Ahead of the Curve in Hospitality Analytics

Among the UD graduate hospitality students who earned the new certification were, from left: Ajay Nayar, Wenqi Zhao, Jesse Plough and Mia Gioia.

Despite the challenges presented by the coronavirus pandemic this year, six students in the University of Delaware’s master of science in hospitality business management (HBM) program were among the first students to receive the new Certification in Advanced Hospitality and Tourism Analytics (CAHTA). The students, who were part of the Advanced Lodging Practicum, completed the course with a 100% pass rate, another first.

“Because of that success, Professors Sullivan, Miller and I were the very first academics to be certified as CAHTA instructors,” added Robert Nelson, who is an associate professor of HBM at UD’s Alfred Lerner College of Business and Economics.

The CAHTA, Nelson explained, trains participants to master the creation and interpretation of the hospitality industry’s most commonly used analytics reports, including market studies, event impact analyses and feasibility studies. Students were required to pass a comprehensive exam and create analytics reports themselves in order to receive the certification.

William Sullivan, a Lerner College adjunct faculty member who, as Nelson mentioned, became a CAHTA instructor as a result of these developments, said that this new certification “comes at a vital time as the industry is struggling due to COVID-19 and needs the ability to analyze data to improve results.”
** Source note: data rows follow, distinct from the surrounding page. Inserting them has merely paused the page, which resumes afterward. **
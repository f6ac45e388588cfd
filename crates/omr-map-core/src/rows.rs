//! Clustering of mark circles into question rows along the vertical axis.

use log::warn;

use crate::params::MapParams;
use crate::types::MarkCircle;

/// One question row: the circles that share a vertical band.
#[derive(Clone, Debug)]
pub struct Row {
    pub circles: Vec<MarkCircle>,
}

impl Row {
    /// Circles sorted by horizontal center ascending.
    pub fn circles_by_x(&self) -> Vec<MarkCircle> {
        let mut sorted = self.circles.clone();
        sorted.sort_by(|a, b| a.bbox.center().x.total_cmp(&b.bbox.center().x));
        sorted
    }
}

/// Mean circle box height, falling back to the configured default when the
/// page has no circles.
pub fn mean_circle_height(circles: &[MarkCircle], params: &MapParams) -> f32 {
    if circles.is_empty() {
        warn!("no circles on page; using default circle height");
        return params.default_circle_height;
    }
    let sum: f32 = circles.iter().map(|c| c.bbox.height()).sum();
    sum / circles.len() as f32
}

/// Greedily cluster circles into rows by vertical proximity.
///
/// Circles are sorted by vertical center ascending, then each is assigned
/// to the first row whose *first* circle lies within `row_threshold` of
/// it; otherwise a new row opens. Single pass, O(n·rows); rows come out in
/// creation order, which for sorted input is top-to-bottom visual order.
/// Membership at exactly the threshold distance depends on this anchoring
/// and is pinned by a test below.
pub fn segment_rows(circles: &[MarkCircle], params: &MapParams) -> Vec<Row> {
    let mut sorted: Vec<MarkCircle> = circles.to_vec();
    sorted.sort_by(|a, b| a.bbox.center().y.total_cmp(&b.bbox.center().y));

    let row_threshold = mean_circle_height(&sorted, params) * params.row_gap_factor;

    let mut rows: Vec<Row> = Vec::new();
    for circle in sorted {
        let cy = circle.bbox.center().y;
        let existing = rows
            .iter_mut()
            .find(|row| (cy - row.circles[0].bbox.center().y).abs() <= row_threshold);
        match existing {
            Some(row) => row.circles.push(circle),
            None => rows.push(Row {
                circles: vec![circle],
            }),
        }
    }
    rows
}
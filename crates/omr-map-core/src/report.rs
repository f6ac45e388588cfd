//! Plain-text rendering of the global result for the grading stage.

use std::fmt::Write;

use crate::aggregate::GlobalResult;
use crate::types::{Answer, RowStatus};

/// Render one line per global question, in ascending numeric order:
/// `Q{n}: {answer} [{status}]`. Multiple answers are comma-joined; a blank
/// question prints `?`. An empty result renders as an empty string — the
/// grading stage reads that as "no multiple-choice section detected".
pub fn format_report(global: &GlobalResult) -> String {
    let mut out = String::new();
    for (index, question) in &global.questions {
        let _ = writeln!(
            out,
            "Q{index}: {} [{}]",
            format_answer(&question.answer),
            status_tag(question.status)
        );
    }
    out
}

fn format_answer(answer: &Answer) -> String {
    let labels = answer.labels();
    if labels.is_empty() {
        return "?".to_string();
    }
    labels
        .iter()
        .map(|l| l.as_str())
        .collect::<Vec<_>>()
        .join(", ")
}

fn status_tag(status: RowStatus) -> &'static str {
    match status {
        RowStatus::Ok => "ok",
        RowStatus::Blank => "blank",
        RowStatus::Multiple => "multiple",
    }
}

#[cfg(test)]
mod tests {
    use super::*;
    use crate::types::{OptionLabel, QuestionResult};

    fn global_with(entries: Vec<(u32, Vec<OptionLabel>)>) -> GlobalResult {
        GlobalResult {
            questions: entries
                .into_iter()
                .map(|(k, labels)| (k, QuestionResult::from_labels(labels)))
                .collect(),
            empty_pages: Vec::new(),
        }
    }

    #[test]
    fn orders_keys_numerically_not_lexically() {
        let global = global_with(vec![
            (10, vec![OptionLabel::B]),
            (2, vec![OptionLabel::A]),
            (1, vec![OptionLabel::C]),
        ]);
        let report = format_report(&global);
        assert_eq!(report, "Q1: C [ok]\nQ2: A [ok]\nQ10: B [ok]\n");
    }

    #[test]
    fn renders_blank_and_multiple() {
        let global = global_with(vec![
            (1, vec![]),
            (2, vec![OptionLabel::A, OptionLabel::C]),
        ]);
        let report = format_report(&global);
        assert_eq!(report, "Q1: ? [blank]\nQ2: A, C [multiple]\n");
    }

    #[test]
    fn empty_result_renders_empty_report() {
        assert_eq!(format_report(&GlobalResult::default()), "");
    }
}
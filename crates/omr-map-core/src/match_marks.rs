//! Association of mark circles with the option glyphs they cover.

use crate::params::MapParams;
use crate::types::{MarkCircle, OptionGlyph};

/// Match every circle to the glyph it most overlaps.
///
/// A match is accepted only when the overlap area exceeds
/// `min_overlap_ratio` of the glyph's own area, which rejects spurious
/// grazing contact with neighbouring glyphs. On acceptance the glyph's
/// `selected` flag and the circle's `mapped` flag are set together, here
/// and nowhere else. Ties on overlap area keep the first maximum, so the
/// outcome is deterministic for a fixed glyph order.
pub fn match_marks(glyphs: &mut [OptionGlyph], circles: &mut [MarkCircle], params: &MapParams) {
    for circle in circles.iter_mut() {
        let mut best: Option<(usize, f32)> = None;
        for (idx, glyph) in glyphs.iter().enumerate() {
            let overlap = circle.bbox.overlap_area(&glyph.bbox);
            match best {
                Some((_, best_overlap)) if overlap <= best_overlap => {}
                _ => best = Some((idx, overlap)),
            }
        }

        let Some((idx, overlap)) = best else {
            continue;
        };
        // Strict inequality: a degenerate glyph (zero area) never matches.
        if overlap > params.min_overlap_ratio * glyphs[idx].bbox.area() {
            glyphs[idx].selected = true;
            circle.mapped = true;
        }
    }
}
In earning this important new certification, Nelson said, students were patient in working through the bugs associated with being the first cohort to use online learning tools.

“The students also had to work with each other in different time zones,” he continued. “For example, one of the students was in China with a 12-hour differential to EST.”

Sullivan added that the cohort “bonded well to get this work done,” calling it “a true team effort!”

Cohort member and HBM graduate student Jesse Plough called his time in the Advanced Lodging Practicum a “great experience, especially since we were presented the opportunity to assess such an event as COVID-19 using industry tools.”

The students had to be “extra flexible… since we were not able to meet in person,” Plough said, but the experience was worth the effort.

“My favorite part of this experience was how the professors worked with us to provide quality lectures/tools for success and feedback when we needed,” he continued. “I am also thankful that I’ve made such great connections during this experience.”

Another member of this successful cohort, HBM graduate student Ajay Nayar, called it a “privilege” to be among the first students to earn the CAHTA, saying that he was proud of the group’s success. He also lauded the work of the group’s professors in supporting them through the new distance learning environment.

“Our Professors involving all of us from all time zones in this pandemic was really encouraging and appreciated,” he said.

Nelson and Sullivan said that in the future, this certification will help the graduates to excel and stand out among job applicants in the hospitality industry.

The Department of Hospitality and Sport Business Management, Sullivan said, “provides unique experiential learning, and even though remote in this case, the students got an excellent experience that will help them jumpstart their careers in hospitality and business analytics!”